The UK’s Financial Conduct Authority (FCA) is consulting on proposals intended to improve how UK-based equity markets operate, The TRADE can reveal.
The proposals are set to lower the cost of reporting for firms, improve post-trade transparency and remove restrictions preventing UK trading venues from competing with other markets.
In particular, the regulator will seek to improve the content and consistency of post-trade transparency reports; establish a new ‘designated reporter’ status for OTC trades; allow UK trading venues to use reference prices from overseas markets (where those prices are “robust, reliable and transparent”); and permit the use of the tick size regime from overseas primary markets.

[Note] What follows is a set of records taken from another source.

impl ApiRequestExecutor {
    /// Create an executor with its own HTTP client.
    ///
    /// # Errors
    ///
    /// Returns [`ApiError::Configuration`] if the HTTP client cannot be built.
    pub fn new(
        context: SharedContext,
        service: &'static str,
        host: impl Into<String>,
        settings: &ClientSettings,
    ) -> Result<Self> {
        let client = build_http_client(settings)?;
        Ok(Self::with_client(client, context, service, host))
    }

    /// Create an executor sharing an existing HTTP client.
    #[must_use]
    pub fn with_client(
        client: Client,
        context: SharedContext,
        service: &'static str,
        host: impl Into<String>,
    ) -> Self {
        Self {
            client,
            context,
            host: host.into(),
            service,
        }
    }

    /// Shared context read by every request.
    #[must_use]
    pub const fn context(&self) -> &SharedContext {
        &self.context
    }

    /// Service label used in logs and metrics.
    #[must_use]
    pub const fn service(&self) -> &'static str {
        self.service
    }

    /// Base URL the next request will use.
    pub async fn base_url(&self) -> String {
        self.context.read().await.base_url_for(&self.host)
    }

    /// Execute a request whose body is the payload.
    ///
    /// # Errors
    ///
    /// Returns the [`ApiError`] matching the failure mode; see the module docs.
    pub async fn execute<T: DeserializeOwned>(&self, request: ApiRequest) -> Result<T> {
        self.execute_with(request, ApiError::from_failure).await
    }

    /// Execute a request whose body is the payload, translating failures.
    ///
    /// # Errors
    ///
    /// Returns the [`ApiError`] matching the failure mode; non-2xx responses
    /// pass through `translate`.
    pub async fn execute_with<T, F>(&self, request: ApiRequest, translate: F) -> Result<T>
    where
        T: DeserializeOwned,
        F: Fn(HttpFailure) -> ApiError + Send + Sync,
    {
        let (url, body) = self.send(&request, &translate).await?;
        decode(&url, body)
    }

    /// Execute a request whose payload is nested in envelope `E`.
    ///
    /// # Errors
    ///
    /// Returns [`ApiError::MissingPayload`] when the envelope is empty, or
    /// the [`ApiError`] matching any other failure mode.
    pub async fn execute_wrapped<T, E>(&self, request: ApiRequest) -> Result<T>
    where
        E: Envelope<T>,
    {
        self.execute_wrapped_with::<T, E, _>(request, ApiError::from_failure)
            .await
    }

    /// Execute a request whose payload is nested in envelope `E`, translating failures.
    ///
    /// # Errors
    ///
    /// See [`ApiRequestExecutor::execute_wrapped`]; non-2xx responses pass
    /// through `translate`.
    pub async fn execute_wrapped_with<T, E, F>(
        &self,
        request: ApiRequest,
        translate: F,
    ) -> Result<T>
    where
        E: Envelope<T>,
        F: Fn(HttpFailure) -> ApiError + Send + Sync,
    {
        let (url, body) = self.send(&request, &translate).await?;
        if body.trim().is_empty() {
            return Err(ApiError::MissingPayload {
                url,
                message: "empty body".to_string(),
            });
        }
        let envelope: E = decode(&url, body)?;
        let summary = envelope.context().and_then(ResponseContext::summary);
        envelope.into_data().ok_or_else(|| ApiError::MissingPayload {
            url,
            message: summary.unwrap_or_else(|| "empty envelope".to_string()),
        })
    }

    /// Execute a request whose payload sits under `response`.
    ///
    /// # Errors
    ///
    /// See [`ApiRequestExecutor::execute_wrapped`].
    pub async fn execute_api_response<T: DeserializeOwned>(
        &self,
        request: ApiRequest,
    ) -> Result<T> {
        self.execute_wrapped::<T, ApiResponse<T>>(request).await
    }

    /// Execute a request whose payload sits under `data`.
    ///
    /// # Errors
    ///
    /// See [`ApiRequestExecutor::execute_wrapped`].
    pub async fn execute_data<T: DeserializeOwned>(&self, request: ApiRequest) -> Result<T> {
        self.execute_wrapped::<T, DataResponse<T>>(request).await
    }

    /// Execute a request whose response body is ignored.
    ///
    /// # Errors
    ///
    /// Returns the [`ApiError`] matching the failure mode.
    pub async fn execute_empty(&self, request: ApiRequest) -> Result<()> {
        self.execute_empty_with(request, ApiError::from_failure).await
    }

    /// Execute a request whose response body is ignored, translating failures.
    ///
    /// # Errors
    ///
    /// Returns the [`ApiError`] matching the failure mode; non-2xx responses
    /// pass through `translate`.
    pub async fn execute_empty_with<F>(&self, request: ApiRequest, translate: F) -> Result<()>
    where
        F: Fn(HttpFailure) -> ApiError + Send + Sync,
    {
        self.send(&request, &translate).await.map(|_| ())
    }

    /// Log in with the context credentials and store the token.
    ///
    /// # Errors
    ///
    /// See [`crate::auth::AuthenticationService::authenticate`].
    pub async fn authenticate(&self) -> Result<String> {
        crate::auth::login(self).await
    }

    /// Execute a request without credentials, auto-login or retry.
    pub(crate) async fn execute_anonymous_with<T, F>(
        &self,
        request: ApiRequest,
        translate: F,
    ) -> Result<T>
    where
        T: DeserializeOwned,
        F: Fn(HttpFailure) -> ApiError + Send + Sync,
    {
        match self.send_once(&request, false).await? {
            Outcome::Success { url, body } => decode(&url, body),
            Outcome::Failure { failure, .. } => Err(translate(failure)),
        }
    }

    async fn send(
        &self,
        request: &ApiRequest,
        translate: &(dyn Fn(HttpFailure) -> ApiError + Send + Sync),
    ) -> Result<(String, String)> {
        if request.requires_auth {
            self.ensure_authenticated().await?;
        }

        let mut outcome = self.send_once(request, true).await?;

        let token_rejected = matches!(
            &outcome,
            Outcome::Failure { failure, sent_token: true } if failure.is_token_rejection()
        );
        if token_rejected && self.context.read().await.can_authenticate() {
            tracing::warn!(
                service = self.service,
                path = %request.path,
                "Access token rejected, logging in again"
            );
            self.authenticate().await?;
            outcome = self.send_once(request, true).await?;
        }

        match outcome {
            Outcome::Success { url, body } => Ok((url, body)),
            Outcome::Failure { failure, sent_token: true } if failure.is_token_rejection() => {
                Err(ApiError::AccessTokenExpired {
                    source: Box::new(failure),
                })
            }
            Outcome::Failure { failure, .. } => Err(translate(failure)),
        }
    }

    async fn ensure_authenticated(&self) -> Result<()> {
        let (method, has_token, has_key, can_authenticate) = {
            let ctx = self.context.read().await;
            (
                ctx.authentication_method,
                ctx.access_token.is_some(),
                ctx.api_key.is_some(),
                ctx.can_authenticate(),
            )
        };

        match method {
            AuthenticationMethod::ApiKey if has_key => Ok(()),
            AuthenticationMethod::ApiKey => Err(ApiError::NotAuthenticated(
                "API key authentication selected but no API key is set".to_string(),
            )),
            _ if has_token => Ok(()),
            AuthenticationMethod::Jwt if can_authenticate => {
                tracing::debug!(service = self.service, "No access token, logging in");
                self.authenticate().await.map(|_| ())
            }
            AuthenticationMethod::Jwt => Err(ApiError::NotAuthenticated(
                "no access token and no credentials to log in with".to_string(),
            )),
            AuthenticationMethod::PredefinedJwt => Err(ApiError::NotAuthenticated(
                "predefined JWT authentication selected but no access token is set".to_string(),
            )),
        }
    }

    async fn send_once(&self, request: &ApiRequest, with_credentials: bool) -> Result<Outcome> {
        let (base_url, headers, sent_token) = self.request_headers(with_credentials).await;
        let url = format!("{base_url}{}", request.path.trim_start_matches('/'));

        let mut builder = self
            .client
            .request(request.method.clone(), &url)
            .header(ACCEPT, "application/json")
            .query(&request.query);
        for (name, value) in headers.iter().chain(request.headers.iter()) {
            builder = builder.header(name.as_str(), value.as_str());
        }
        if let Some(body) = &request.body {
            builder = builder.json(body);
        }

        let http_request = builder.build().map_err(|source| ApiError::Transport {
            method: request.method.clone(),
            url: url.clone(),
            source: Arc::new(source),
        })?;
        let url = http_request.url().to_string();

        tracing::debug!(
            service = self.service,
            method = %request.method,
            url = %url,
            "Sending request"
        );
        let started = Instant::now();

        let response = match self.client.execute(http_request).await {
            Ok(response) => response,
            Err(source) => {
                tracing::warn!(
                    service = self.service,
                    method = %request.method,
                    url = %url,
                    error = %source,
                    "Request failed before a response was received"
                );
                metrics::counter!(
                    "ticketing_sdk.requests",
                    "service" => self.service,
                    "status" => "transport_error"
                )
                .increment(1);
                return Err(ApiError::Transport {
                    method: request.method.clone(),
                    url,
                    source: Arc::new(source),
                });
            }
        };

        let status = response.status();
        let correlation_id = response
            .headers()
            .get(CORRELATION_ID_HEADER)
            .and_then(|v| v.to_str().ok())
            .map(str::to_string);
        let body = response.text().await.map_err(|source| ApiError::Transport {
            method: request.method.clone(),
            url: url.clone(),
            source: Arc::new(source),
        })?;
        let elapsed = started.elapsed();

        metrics::counter!(
            "ticketing_sdk.requests",
            "service" => self.service,
            "status" => status.as_u16().to_string()
        )
        .increment(1);
        metrics::histogram!("ticketing_sdk.request_duration_seconds", "service" => self.service)
            .record(elapsed.as_secs_f64());

        if status.is_success() {
            tracing::debug!(
                service = self.service,
                status = status.as_u16(),
                elapsed_ms = u64::try_from(elapsed.as_millis()).unwrap_or(u64::MAX),
                correlation_id = correlation_id.as_deref().unwrap_or_default(),
                "Received response"
            );
            return Ok(Outcome::Success { url, body });
        }

        let failure = HttpFailure::new(request.method.clone(), url, status, body)
            .with_correlation_id(correlation_id);
        tracing::warn!(
            service = self.service,
            method = %failure.method,
            url = %failure.url,
            status = status.as_u16(),
            correlation_id = failure.correlation_id.as_deref().unwrap_or_default(),
            message = %failure.message(),
            "API returned an error"
        );
        Ok(Outcome::Failure { failure, sent_token })
    }

    /// Base URL, context headers, and whether a bearer token is attached.
    async fn request_headers(
        &self,
        with_credentials: bool,
    ) -> (String, Vec<(String, String)>, bool) {
        let ctx = self.context.read().await;
        let mut headers = Vec::new();
        let mut sent_token = false;

        match ctx.authentication_method {
            _ if !with_credentials => {}
            AuthenticationMethod::ApiKey => {
                if let Some(key) = &ctx.api_key {
                    headers.push((API_KEY_HEADER.to_string(), key.clone()));
                }
            }
            AuthenticationMethod::Jwt | AuthenticationMethod::PredefinedJwt => {
                if let Some(token) = &ctx.access_token {
                    headers.push((AUTHORIZATION.as_str().to_string(), format!("Bearer {token}")));
                    sent_token = true;
                }
            }
        }

        let optional = [
            (AFFILIATE_HEADER, &ctx.affiliate_id),
            (MARKET_HEADER, &ctx.market),
            (DISPLAY_CURRENCY_HEADER, &ctx.display_currency),
        ];
        for (name, value) in optional {
            if let Some(value) = value {
                headers.push((name.to_string(), value.clone()));
            }
        }

        let correlation_id = ctx
            .correlation_id
            .clone()
            .unwrap_or_else(|| uuid::Uuid::new_v4().to_string());
        headers.push((CORRELATION_ID_HEADER.to_string(), correlation_id));

        (ctx.base_url_for(&self.host), headers, sent_token)
    }
}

“We also propose to remove or amend some provisions that impose material operational and compliance costs on firms but have not delivered material benefits to end users or to market functioning,” said the FCA.
The consultation paper is part of the Wholesale Markets Review (WMR), the review of UK wholesale financial markets that the regulator has been conducting with the Treasury.
“We are consulting now because the proposed reforms concern parts of the regime that are already set out in regulatory rules and guidance and are therefore not contingent on changes that are intended to be implemented via the Financial Services and Markets Bill,” said the FCA.
“This is to ensure that burdensome and unnecessary requirements are removed as soon as possible.”
The regulator has engaged extensively with market participants on the new proposals as part of the WMR, but may consider a broader review of equity markets in other areas, should it be required.
The FCA is also seeking views on the structure of UK markets for retail orders and exploring its approach to improving UK markets’ resilience to outages.